Corporate law in India sufficiently supports independent directors in performing their functions diligently. They have to be mindful of the rights and powers granted to them under the company law:
Realise their ‘independence’ from all stakeholders, including promoters or founders. The role of an independent director is to safeguard and balance the interests of multiple stakeholders in a company, not just its promoters or management.
Always seek clarification when in doubt or suspicion. Independent directors have the right to request information from the management, enabling them to participate constructively in the board process. If the management fails to address their concerns or questions, independent directors should insist that their concerns and the management’s response are accurately documented in the board minutes.

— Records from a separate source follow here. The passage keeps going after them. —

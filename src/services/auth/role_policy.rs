//! 角色判定策略
//!
//! 元数据中可识别的角色声明优先；否则按邮箱判定：
//! 在显式教师名单中，或包含任一标记子串（区分大小写）的为教师，其余为学生。

use crate::config::PortalConfig;
use crate::models::users::entities::UserRole;

#[derive(Debug, Clone)]
pub struct RolePolicy {
    teacher_markers: Vec<String>,
    teacher_emails: Vec<String>,
}

impl Default for RolePolicy {
    fn default() -> Self {
        Self::from_config(&PortalConfig::default())
    }
}

impl RolePolicy {
    pub fn new(teacher_markers: Vec<String>, teacher_emails: Vec<String>) -> Self {
        Self {
            teacher_markers,
            teacher_emails,
        }
    }

    pub fn from_config(config: &PortalConfig) -> Self {
        Self::new(config.teacher_markers.clone(), config.teacher_emails.clone())
    }

    /// 综合角色声明与邮箱判定角色
    pub fn resolve(&self, email: &str, claimed_role: Option<&str>) -> UserRole {
        claimed_role
            .and_then(|claim| claim.trim().parse::<UserRole>().ok())
            .unwrap_or_else(|| self.infer_role(email))
    }

    /// 仅按邮箱判定
    pub fn infer_role(&self, email: &str) -> UserRole {
        let listed = self
            .teacher_emails
            .iter()
            .any(|listed| listed.eq_ignore_ascii_case(email));
        let marked = self
            .teacher_markers
            .iter()
            .filter(|marker| !marker.is_empty())
            .any(|marker| email.contains(marker.as_str()));

        if listed || marked {
            UserRole::Teacher
        } else {
            UserRole::Student
        }
    }
}
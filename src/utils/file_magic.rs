use crate::models::materials::MaterialKind;

/// 验证上传文件的开头字节是否与推断出的资料类型相符
///
/// PDF 必须以 `%PDF` 开头，DOCX 是 ZIP 容器（`PK\x03\x04`），
/// 其他类型只要求内容非空。
pub fn content_matches_kind(data: &[u8], kind: MaterialKind) -> bool {
    if data.is_empty() {
        return false;
    }

    match kind {
        MaterialKind::Pdf => data.starts_with(b"%PDF"),
        MaterialKind::Docx => data.starts_with(&[0x50, 0x4B, 0x03, 0x04]),
        MaterialKind::Other => true,
    }
}

#[cfg(test)]
mod tests {
    use super::*;

    #[test]
    fn test_pdf_magic() {
        assert!(content_matches_kind(b"%PDF-1.7\n", MaterialKind::Pdf));
        assert!(!content_matches_kind(b"PK\x03\x04", MaterialKind::Pdf));
    }

    #[test]
    fn test_docx_magic() {
        assert!(content_matches_kind(
            &[0x50, 0x4B, 0x03, 0x04, 0x14],
            MaterialKind::Docx
        ));
        assert!(!content_matches_kind(b"%PDF", MaterialKind::Docx));
    }

    #[test]
    fn test_other_accepts_any_non_empty() {
        assert!(content_matches_kind(b"hello", MaterialKind::Other));
        assert!(!content_matches_kind(&[], MaterialKind::Other));
    }
}
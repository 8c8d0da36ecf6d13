use serde::Deserialize;

#[derive(Debug, Deserialize)]
pub struct SendMessageRequest {
    pub text: String,
}

// WebSocket 连接参数（浏览器无法为 WebSocket 设置请求头）
#[derive(Debug, Deserialize)]
pub struct ChatStreamQuery {
    pub token: String,
}
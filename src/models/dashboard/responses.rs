use serde::Serialize;

use crate::models::events::entities::CalendarEvent;

// 仪表盘统计
#[derive(Debug, Clone, Serialize, PartialEq)]
#[serde(rename_all = "camelCase")]
pub struct DashboardStats {
    pub materials_count: usize,
    pub events_count: usize,
    pub upcoming_events: usize,
    // 仅教师可见
    #[serde(skip_serializing_if = "Option::is_none")]
    pub students_count: Option<usize>,
}

#[derive(Debug, Clone, Serialize)]
#[serde(rename_all = "camelCase")]
pub struct DashboardResponse {
    pub greeting: String,
    pub first_name: String,
    pub stats: DashboardStats,
    pub upcoming: Vec<CalendarEvent>,
}
pub mod shutdown;
pub mod startup;
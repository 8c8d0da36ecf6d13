/*!
 * 会话认证中间件
 *
 * 校验请求携带的托管身份服务 access token，确保只有已登录用户才能访问受保护的路由。
 *
 * ## 使用方法
 *
 * ```rust,ignore
 * use actix_web::web;
 * use crate::middlewares::RequireSession;
 *
 * web::scope("/api/v1/materials")
 *     .wrap(RequireSession)
 *     .route("", web::get().to(list_materials));
 * ```
 *
 * 处理程序中提取用户：
 *
 * ```rust,ignore
 * if let Some(user) = RequireSession::extract_user(&req) {
 *     // user.role, user.email ...
 * }
 * ```
 *
 * ## 认证流程
 *
 * 1. 客户端在请求头中包含 `Authorization: Bearer <ACCESS_TOKEN>`
 * 2. 中间件通过 `SessionManager` 查找会话（先查缓存，未命中再询问身份服务）
 * 3. 会话有效时将 `SessionContext` 存入请求扩展，继续处理请求
 * 4. 令牌无效或缺失时返回 401
 */

use actix_service::{Service, Transform};
use actix_web::{
    Error, HttpMessage, HttpRequest,
    body::EitherBody,
    dev::{ServiceRequest, ServiceResponse},
    http::StatusCode,
    web,
};
use futures_util::future::{LocalBoxFuture, Ready, ready};
use std::rc::Rc;
use tracing::{debug, error, info};

use super::create_error_response;
use crate::models::ErrorCode;
use crate::models::users::entities::PortalUser;
use crate::services::SessionManager;

const BEARER_PREFIX: &str = "Bearer ";
const AUTHORIZATION_HEADER: &str = "Authorization";

/// 请求扩展中的会话信息
#[derive(Debug, Clone)]
pub struct SessionContext {
    pub user: PortalUser,
    pub access_token: String,
}

#[derive(Clone)]
pub struct RequireSession;

enum SessionFailure {
    Missing,
    Rejected,
    Backend(String),
}

async fn resolve_session(req: &ServiceRequest) -> Result<SessionContext, SessionFailure> {
    let token = req
        .headers()
        .get(AUTHORIZATION_HEADER)
        .and_then(|h| h.to_str().ok())
        .and_then(|s| s.strip_prefix(BEARER_PREFIX))
        .map(str::trim)
        .filter(|t| !t.is_empty())
        .ok_or(SessionFailure::Missing)?;

    let sessions = req
        .app_data::<web::Data<SessionManager>>()
        .expect("SessionManager not found in app data")
        .get_ref()
        .clone();

    match sessions.establish(token).await {
        Ok(Some(user)) => Ok(SessionContext {
            user,
            access_token: token.to_string(),
        }),
        Ok(None) => Err(SessionFailure::Rejected),
        Err(e) => Err(SessionFailure::Backend(e.to_string())),
    }
}

impl<S, B> Transform<S, ServiceRequest> for RequireSession
where
    S: Service<ServiceRequest, Response = ServiceResponse<B>, Error = Error> + 'static,
    B: 'static,
{
    type Response = ServiceResponse<EitherBody<B>>;
    type Error = Error;
    type InitError = ();
    type Transform = RequireSessionMiddleware<S>;
    type Future = Ready<Result<Self::Transform, Self::InitError>>;

    fn new_transform(&self, service: S) -> Self::Future {
        ready(Ok(RequireSessionMiddleware {
            service: Rc::new(service),
        }))
    }
}

pub struct RequireSessionMiddleware<S> {
    service: Rc<S>,
}

impl<S, B> Service<ServiceRequest> for RequireSessionMiddleware<S>
where
    S: Service<ServiceRequest, Response = ServiceResponse<B>, Error = Error> + 'static,
    B: 'static,
{
    type Response = ServiceResponse<EitherBody<B>>;
    type Error = Error;
    type Future = LocalBoxFuture<'static, Result<Self::Response, Self::Error>>;

    fn poll_ready(
        &self,
        ctx: &mut std::task::Context<'_>,
    ) -> std::task::Poll<Result<(), Self::Error>> {
        self.service.poll_ready(ctx)
    }

    fn call(&self, req: ServiceRequest) -> Self::Future {
        let srv = self.service.clone();
        Box::pin(async move {
            // 处理 OPTIONS 请求
            if req.method() == actix_web::http::Method::OPTIONS {
                return Ok(req.into_response(
                    create_error_response(StatusCode::NO_CONTENT, ErrorCode::Success, "")
                        .map_into_right_body(),
                ));
            }

            match resolve_session(&req).await {
                Ok(context) => {
                    debug!("Session established for user {}", context.user.id);
                    req.extensions_mut().insert(context);
                    let res = srv.call(req).await?.map_into_left_body();
                    Ok(res)
                }
                Err(failure) => {
                    let (status, code, message) = match failure {
                        SessionFailure::Missing => (
                            StatusCode::UNAUTHORIZED,
                            ErrorCode::Unauthorized,
                            "Missing or invalid Authorization header".to_string(),
                        ),
                        SessionFailure::Rejected => (
                            StatusCode::UNAUTHORIZED,
                            ErrorCode::SessionExpired,
                            "Session expired, please sign in again".to_string(),
                        ),
                        SessionFailure::Backend(reason) => {
                            error!("Session lookup failed: {}", reason);
                            (
                                StatusCode::SERVICE_UNAVAILABLE,
                                ErrorCode::InternalServerError,
                                "Identity service unavailable".to_string(),
                            )
                        }
                    };
                    info!("Session check failed for request to {}: {}", req.path(), message);
                    Ok(req.into_response(
                        create_error_response(status, code, &message).map_into_right_body(),
                    ))
                }
            }
        })
    }
}

// 辅助函数：从请求中提取会话信息
impl RequireSession {
    /// 当前用户，需在应用了 RequireSession 的路由中使用
    pub fn extract_user(req: &HttpRequest) -> Option<PortalUser> {
        req.extensions()
            .get::<SessionContext>()
            .map(|context| context.user.clone())
    }

    /// 当前会话的 access token
    pub fn extract_token(req: &HttpRequest) -> Option<String> {
        req.extensions()
            .get::<SessionContext>()
            .map(|context| context.access_token.clone())
    }

    /// 未经中间件校验的 Bearer 令牌
    pub fn bearer_token(req: &HttpRequest) -> Option<String> {
        req.headers()
            .get(AUTHORIZATION_HEADER)
            .and_then(|h| h.to_str().ok())
            .and_then(|s| s.strip_prefix(BEARER_PREFIX))
            .map(|t| t.trim().to_string())
            .filter(|t| !t.is_empty())
    }
}
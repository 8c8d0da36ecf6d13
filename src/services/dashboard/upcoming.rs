use chrono::NaiveDate;

use crate::models::events::CalendarEvent;
use crate::utils::PortalClock;

// 仪表盘最多展示的近期日程条数，配置值超出时按此截断
pub const MAX_UPCOMING: usize = 5;

/// 开始日期不早于今天的日程，按开始时间升序取前 limit 条（至多 MAX_UPCOMING）
///
/// 开始时间无法解析的日程被排除。
pub fn select_upcoming(
    events: &[CalendarEvent],
    today: NaiveDate,
    clock: &PortalClock,
    limit: usize,
) -> Vec<CalendarEvent> {
    let mut upcoming: Vec<(i64, &CalendarEvent)> = events
        .iter()
        .filter_map(|event| {
            let at = clock.parse(&event.start)?;
            (at.date_naive() >= today).then_some((at.timestamp_millis(), event))
        })
        .collect();

    upcoming.sort_by_key(|(at, _)| *at);
    upcoming
        .into_iter()
        .take(limit.min(MAX_UPCOMING))
        .map(|(_, event)| event.clone())
        .collect()
}

/// 按本地小时给出问候语
pub fn greeting(hour: u32) -> &'static str {
    if hour < 12 {
        "Good morning"
    } else if hour < 18 {
        "Good afternoon"
    } else {
        "Good evening"
    }
}
pub mod upcoming;

use actix_web::{HttpRequest, HttpResponse, Result as ActixResult};
use chrono::Timelike;
use tracing::warn;

use crate::baas::Backend;
use crate::config::AppConfig;
use crate::middlewares::RequireSession;
use crate::models::{
    ApiResponse, ErrorCode,
    dashboard::{DashboardResponse, DashboardStats},
};
use crate::utils::PortalClock;

pub struct DashboardService {
    backend: Option<Backend>,
}

impl DashboardService {
    pub fn new_lazy() -> Self {
        Self { backend: None }
    }

    pub(crate) fn get_backend(&self, request: &HttpRequest) -> Backend {
        super::resolve_backend(&self.backend, request)
    }

    pub async fn overview(&self, request: &HttpRequest) -> ActixResult<HttpResponse> {
        let Some(user) = RequireSession::extract_user(request) else {
            return Ok(HttpResponse::Unauthorized().json(ApiResponse::error_empty(
                ErrorCode::Unauthorized,
                "Authentication required",
            )));
        };

        let config = AppConfig::get();
        let clock = PortalClock::from_offset_minutes(config.portal.utc_offset_minutes);
        let storage = self.get_backend(request).storage;

        // 名册只在教师视图中读取
        let students = async {
            if user.is_teacher() {
                Some(storage.list_students().await)
            } else {
                None
            }
        };

        // 并发读取，任一失败按空列表处理
        let (materials, events, students) =
            tokio::join!(storage.list_materials(), storage.list_events(), students);
        let materials = materials.unwrap_or_else(|e| {
            warn!("Dashboard could not load materials: {}", e);
            Vec::new()
        });
        let events = events.unwrap_or_else(|e| {
            warn!("Dashboard could not load events: {}", e);
            Vec::new()
        });
        let students_count = students.map(|students| {
            students.map(|s| s.len()).unwrap_or_else(|e| {
                warn!("Dashboard could not load students: {}", e);
                0
            })
        });

        let now = clock.now();
        let upcoming = upcoming::select_upcoming(
            &events,
            now.date_naive(),
            &clock,
            config.portal.upcoming_limit,
        );

        let response = DashboardResponse {
            greeting: upcoming::greeting(now.hour()).to_string(),
            first_name: user.first_name().to_string(),
            stats: DashboardStats {
                materials_count: materials.len(),
                events_count: events.len(),
                upcoming_events: upcoming.len(),
                students_count,
            },
            upcoming,
        };

        Ok(HttpResponse::Ok().json(ApiResponse::success(response, "Dashboard loaded")))
    }
}
use serde::Deserialize;

use super::entities::EventCategory;

// 创建日程请求
#[derive(Debug, Clone, Deserialize)]
pub struct CreateEventRequest {
    pub title: String,
    #[serde(default)]
    pub description: Option<String>,
    pub start: String,
    // 为空时与开始时间相同
    #[serde(default)]
    pub end: Option<String>,
    #[serde(rename = "type", default)]
    pub category: EventCategory,
    #[serde(default)]
    pub subject: Option<String>,
}

// 月历查询参数
#[derive(Debug, Clone, Default, Deserialize)]
pub struct CalendarQuery {
    // YYYY-MM-DD，默认今天
    pub date: Option<String>,
}
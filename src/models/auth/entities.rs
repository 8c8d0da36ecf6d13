use serde::{Deserialize, Serialize};

// 托管身份服务返回的用户元数据
#[derive(Debug, Clone, Default, Serialize, Deserialize, PartialEq)]
pub struct UserMetadata {
    #[serde(default)]
    pub name: Option<String>,
    #[serde(default)]
    pub role: Option<String>,
}

// 托管身份服务中的用户
#[derive(Debug, Clone, Serialize, Deserialize, PartialEq)]
pub struct AuthUser {
    pub id: String,
    #[serde(default)]
    pub email: Option<String>,
    #[serde(default)]
    pub user_metadata: UserMetadata,
}

// 托管身份服务签发的会话
#[derive(Debug, Clone, Serialize, Deserialize)]
pub struct AuthSession {
    pub access_token: String,
    pub refresh_token: String,
    #[serde(default)]
    pub expires_in: i64,
    pub user: AuthUser,
}
use actix_web::{HttpRequest, HttpResponse, Result as ActixResult};
use tracing::{error, warn};

use super::notifications::{ChatNotification, NotificationBus};
use crate::baas::Backend;
use crate::config::AppConfig;
use crate::middlewares::RequireSession;
use crate::models::users::entities::PortalUser;
use crate::models::{
    ApiResponse, ErrorCode,
    chat::{NewMessage, SendMessageRequest},
};

pub struct ChatService {
    backend: Option<Backend>,
}

/// 由当前用户和输入构造新消息，空白消息返回 None
pub fn compose_message(user: &PortalUser, text: &str) -> Option<NewMessage> {
    let text = text.trim();
    if text.is_empty() {
        return None;
    }
    Some(NewMessage {
        user_id: user.id.clone(),
        user_name: user.name.clone(),
        user_role: user.role,
        text: text.to_string(),
        timestamp: chrono::Utc::now().to_rfc3339(),
    })
}

impl ChatService {
    pub fn new_lazy() -> Self {
        Self { backend: None }
    }

    pub(crate) fn get_backend(&self, request: &HttpRequest) -> Backend {
        super::resolve_backend(&self.backend, request)
    }

    // 最近的聊天记录，按时间正序
    pub async fn history(&self, request: &HttpRequest) -> ActixResult<HttpResponse> {
        let limit = AppConfig::get().portal.chat_history_limit;
        let messages = self
            .get_backend(request)
            .storage
            .list_messages(limit)
            .await
            .unwrap_or_else(|e| {
                warn!("Failed to load chat history: {}", e);
                Vec::new()
            });
        Ok(HttpResponse::Ok().json(ApiResponse::success(messages, "Messages loaded")))
    }

    // 发送消息并通知已打开的外壳
    pub async fn send(
        &self,
        send_request: SendMessageRequest,
        request: &HttpRequest,
    ) -> ActixResult<HttpResponse> {
        let Some(user) = RequireSession::extract_user(request) else {
            return Ok(HttpResponse::Unauthorized().json(ApiResponse::error_empty(
                ErrorCode::Unauthorized,
                "Authentication required",
            )));
        };
        let Some(message) = compose_message(&user, &send_request.text) else {
            return Ok(HttpResponse::BadRequest().json(ApiResponse::error_empty(
                ErrorCode::ChatMessageEmpty,
                "Message cannot be empty",
            )));
        };

        match self.get_backend(request).storage.insert_message(message).await {
            Ok(created) => {
                let bus = super::shared::<NotificationBus>(request, "NotificationBus");
                bus.publish(ChatNotification::from(&created));
                Ok(HttpResponse::Created().json(ApiResponse::success(created, "Message sent")))
            }
            Err(e) => {
                error!("Failed to send chat message: {}", e);
                Ok(HttpResponse::InternalServerError().json(ApiResponse::error_empty(
                    ErrorCode::ChatSendFailed,
                    "Failed to send message",
                )))
            }
        }
    }
}

#[cfg(test)]
mod tests {
    use super::*;
    use crate::models::users::entities::UserRole;

    #[test]
    fn test_compose_trims_and_rejects_blank() {
        let user = PortalUser {
            id: "u-1".to_string(),
            name: "Harry P.".to_string(),
            email: "aluno@example.com".to_string(),
            role: UserRole::Student,
            avatar: None,
        };
        assert!(compose_message(&user, "   ").is_none());

        let message = compose_message(&user, "  hello  ").unwrap();
        assert_eq!(message.text, "hello");
        assert_eq!(message.user_role, UserRole::Student);
        assert!(chrono::DateTime::parse_from_rfc3339(&message.timestamp).is_ok());
    }
}
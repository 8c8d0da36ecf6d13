//! 跨视图的未读消息标记
//!
//! 不在聊天视图时收到通知则置位；进入聊天视图时清除。只存在于内存中。

pub const CHAT_VIEW: &str = "/chat";

#[derive(Debug, Clone, PartialEq)]
pub struct UnreadIndicator {
    active_view: String,
    has_unread: bool,
}

impl UnreadIndicator {
    pub fn new(initial_view: &str) -> Self {
        Self {
            active_view: initial_view.to_string(),
            has_unread: false,
        }
    }

    pub fn on_notification(&mut self) {
        if self.active_view != CHAT_VIEW {
            self.has_unread = true;
        }
    }

    pub fn navigate(&mut self, path: &str) {
        self.active_view = path.to_string();
        if path == CHAT_VIEW {
            self.has_unread = false;
        }
    }

    pub fn active_view(&self) -> &str {
        &self.active_view
    }

    pub fn has_unread(&self) -> bool {
        self.has_unread
    }
}

#[cfg(test)]
mod tests {
    use super::*;

    #[test]
    fn test_notification_outside_chat_sets_flag() {
        let mut indicator = UnreadIndicator::new("/materials");
        indicator.on_notification();
        assert!(indicator.has_unread());
    }

    #[test]
    fn test_notification_on_chat_is_ignored() {
        let mut indicator = UnreadIndicator::new(CHAT_VIEW);
        indicator.on_notification();
        assert!(!indicator.has_unread());
    }

    #[test]
    fn test_navigating_to_chat_clears_flag() {
        let mut indicator = UnreadIndicator::new("/");
        indicator.on_notification();
        indicator.navigate("/calendar");
        assert!(indicator.has_unread());

        indicator.navigate(CHAT_VIEW);
        assert!(!indicator.has_unread());

        indicator.navigate("/");
        assert!(!indicator.has_unread());
        assert_eq!(indicator.active_view(), "/");
    }
}
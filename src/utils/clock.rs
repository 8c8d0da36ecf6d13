//! 门户本地时间
//!
//! 日程的开始时间以 ISO 字符串保存，可能带时区（托管数据库返回的 timestamptz），
//! 也可能不带（表单里的 datetime-local）。不带时区的按门户本地时区解释。

use chrono::{DateTime, FixedOffset, NaiveDate, NaiveDateTime, Offset, TimeZone, Utc};

const NAIVE_FORMATS: &[&str] = &[
    "%Y-%m-%dT%H:%M:%S%.f",
    "%Y-%m-%dT%H:%M",
    "%Y-%m-%d %H:%M:%S%.f",
    "%Y-%m-%d %H:%M",
];

#[derive(Debug, Clone, Copy, PartialEq, Eq)]
pub struct PortalClock {
    offset: FixedOffset,
}

impl PortalClock {
    pub fn new(offset: FixedOffset) -> Self {
        Self { offset }
    }

    pub fn utc() -> Self {
        Self::new(Utc.fix())
    }

    /// 超出范围的偏移回退到 UTC
    pub fn from_offset_minutes(minutes: i32) -> Self {
        FixedOffset::east_opt(minutes.saturating_mul(60))
            .map(Self::new)
            .unwrap_or_else(Self::utc)
    }

    pub fn offset(&self) -> FixedOffset {
        self.offset
    }

    pub fn now(&self) -> DateTime<FixedOffset> {
        Utc::now().with_timezone(&self.offset)
    }

    pub fn today(&self) -> NaiveDate {
        self.now().date_naive()
    }

    /// 解析 ISO 时间戳，统一转换到本地时区
    pub fn parse(&self, value: &str) -> Option<DateTime<FixedOffset>> {
        let value = value.trim();
        if let Ok(dt) = DateTime::parse_from_rfc3339(value) {
            return Some(dt.with_timezone(&self.offset));
        }

        let naive = NAIVE_FORMATS
            .iter()
            .find_map(|fmt| NaiveDateTime::parse_from_str(value, fmt).ok())
            .or_else(|| {
                NaiveDate::parse_from_str(value, "%Y-%m-%d")
                    .ok()
                    .and_then(|d| d.and_hms_opt(0, 0, 0))
            })?;

        self.offset.from_local_datetime(&naive).single()
    }

    /// 时间戳所在的本地日期
    pub fn local_date(&self, value: &str) -> Option<NaiveDate> {
        self.parse(value).map(|dt| dt.date_naive())
    }
}

/// 某天新建日程的默认时段：09:00 - 10:00
pub fn default_slot(day: NaiveDate) -> (String, String) {
    (
        day.format("%Y-%m-%dT09:00").to_string(),
        day.format("%Y-%m-%dT10:00").to_string(),
    )
}

#[cfg(test)]
mod tests {
    use super::*;
    use chrono::Timelike;

    #[test]
    fn test_parse_naive_and_offset_forms() {
        let clock = PortalClock::utc();
        let naive = clock.parse("2024-06-01T09:00").unwrap();
        assert_eq!(naive.hour(), 9);

        let with_seconds = clock.parse("2024-06-01T14:00:00.000").unwrap();
        assert_eq!(with_seconds.hour(), 14);

        let rfc = clock.parse("2024-06-01T09:00:00+00:00").unwrap();
        assert_eq!(rfc, naive);

        let date_only = clock.parse("2024-06-03").unwrap();
        assert_eq!(date_only.hour(), 0);

        assert!(clock.parse("next tuesday").is_none());
    }

    #[test]
    fn test_local_date_uses_portal_offset() {
        // UTC-3：UTC 凌晨 01:00 仍属于前一天
        let clock = PortalClock::from_offset_minutes(-180);
        assert_eq!(
            clock.local_date("2024-06-02T01:00:00Z"),
            NaiveDate::from_ymd_opt(2024, 6, 1)
        );
        // 不带时区的时间按本地时间解释
        assert_eq!(
            clock.local_date("2024-06-02T01:00"),
            NaiveDate::from_ymd_opt(2024, 6, 2)
        );
    }

    #[test]
    fn test_out_of_range_offset_falls_back_to_utc() {
        assert_eq!(PortalClock::from_offset_minutes(100_000), PortalClock::utc());
    }

    #[test]
    fn test_default_slot() {
        let day = NaiveDate::from_ymd_opt(2024, 6, 5).unwrap();
        assert_eq!(
            default_slot(day),
            ("2024-06-05T09:00".to_string(), "2024-06-05T10:00".to_string())
        );
    }
}
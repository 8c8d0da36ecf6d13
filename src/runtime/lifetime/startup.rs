use std::time::Duration;

use actix_web::web;
use tokio::sync::broadcast::error::RecvError;
use tracing::{debug, info, warn};

use crate::baas::{Backend, create_backend};
use crate::config::AppConfig;
use crate::services::{NotificationBus, SessionEvent, SessionManager, ShellRegistry};

#[derive(Clone)]
pub struct StartupContext {
    pub backend: Backend,
    pub sessions: SessionManager,
    pub bus: NotificationBus,
    pub shells: ShellRegistry,
}

impl StartupContext {
    /// 注册为 App 共享数据
    pub fn register(&self, cfg: &mut web::ServiceConfig) {
        cfg.app_data(web::Data::new(self.backend.clone()))
            .app_data(web::Data::new(self.sessions.clone()))
            .app_data(web::Data::new(self.bus.clone()))
            .app_data(web::Data::new(self.shells.clone()));
    }
}

/// 注销时关闭该用户打开的全部外壳
fn spawn_session_listener(sessions: &SessionManager, shells: ShellRegistry) {
    let mut events = sessions.subscribe();
    tokio::spawn(async move {
        loop {
            match events.recv().await {
                Ok(SessionEvent::SignedOut { user_id }) => {
                    let closed = shells.close_all_for(&user_id);
                    if closed > 0 {
                        info!("Closed {} shell(s) for signed out user {}", closed, user_id);
                    }
                }
                Ok(SessionEvent::SignedIn(user)) | Ok(SessionEvent::Refreshed(user)) => {
                    debug!("Session active for user {}", user.id);
                }
                Err(RecvError::Lagged(skipped)) => {
                    warn!("Session listener lagged, skipped {} event(s)", skipped);
                }
                Err(RecvError::Closed) => break,
            }
        }
    });
}

/// 准备服务器启动的上下文
/// 包括托管后端、会话管理与通知总线
pub async fn prepare_server_startup() -> StartupContext {
    rustls::crypto::ring::default_provider()
        .install_default()
        .expect("Failed to install rustls crypto provider");

    let config = AppConfig::get();

    let backend = create_backend(&config.baas)
        .await
        .expect("Failed to create backend");
    warn!("Backend '{}' initialized", config.baas.provider);

    let sessions = SessionManager::new(&backend, &config.portal, &config.session);
    let bus = NotificationBus::new();
    let shells = ShellRegistry::new(
        bus.clone(),
        Duration::from_secs(config.session.shell_idle_secs),
    );
    spawn_session_listener(&sessions, shells.clone());
    warn!("Session manager and notification bus initialized");

    StartupContext {
        backend,
        sessions,
        bus,
        shells,
    }
}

Wherever necessary, engage external legal or financial experts for appropriate professional advice at the company's expense. A separate budget should be earmarked for such consultations by the independent directors. Additionally, to facilitate access to this budget for the independent directors, it should be supervised by the company's audit committee rather than its board or management.
Be accessible to the stakeholders. A dedicated communication channel should enable employees, shareholders, auditors, or other stakeholders to report concerns regarding unethical or fraudulent activities. Such a communication medium should not be accessible to the company's management. The idea is to inspire confidence among the stakeholders and ensure flexibility in reporting violations directly to the independent directors so that the management can be held accountable through the board.
Do not simply quit; proactively report violations. Access to adequate information and appropriate professional advice are two key elements that enable independent directors to form objective opinions about the state of affairs. If they spot violations, they should flag them to the board. In case the violations are egregious and management is complicit beyond redemption through board processes, independent directors should not hesitate to report them to regulatory authorities. Independent directors should never forget that they are the sentinels for the company, not mere corporate bystanders.
Despite these powers under company law, independent directors still encounter the wrath of management and the non-independent segment of the board. Their proactive measures may be labelled as unfair obstructions or intrusive oversight into the company's functioning. The key to overcoming these challenges is to use their powers fairly and independently. Independent directors should seek expert or legal guidance and ensure that each step to fix accountability is adopted based on concrete materials and assessment. Professional advice and the determination to safeguard the broader stakeholder interests should enable independent directors to pre-empt corporate fraud and help navigate their company through the regulatory challenges.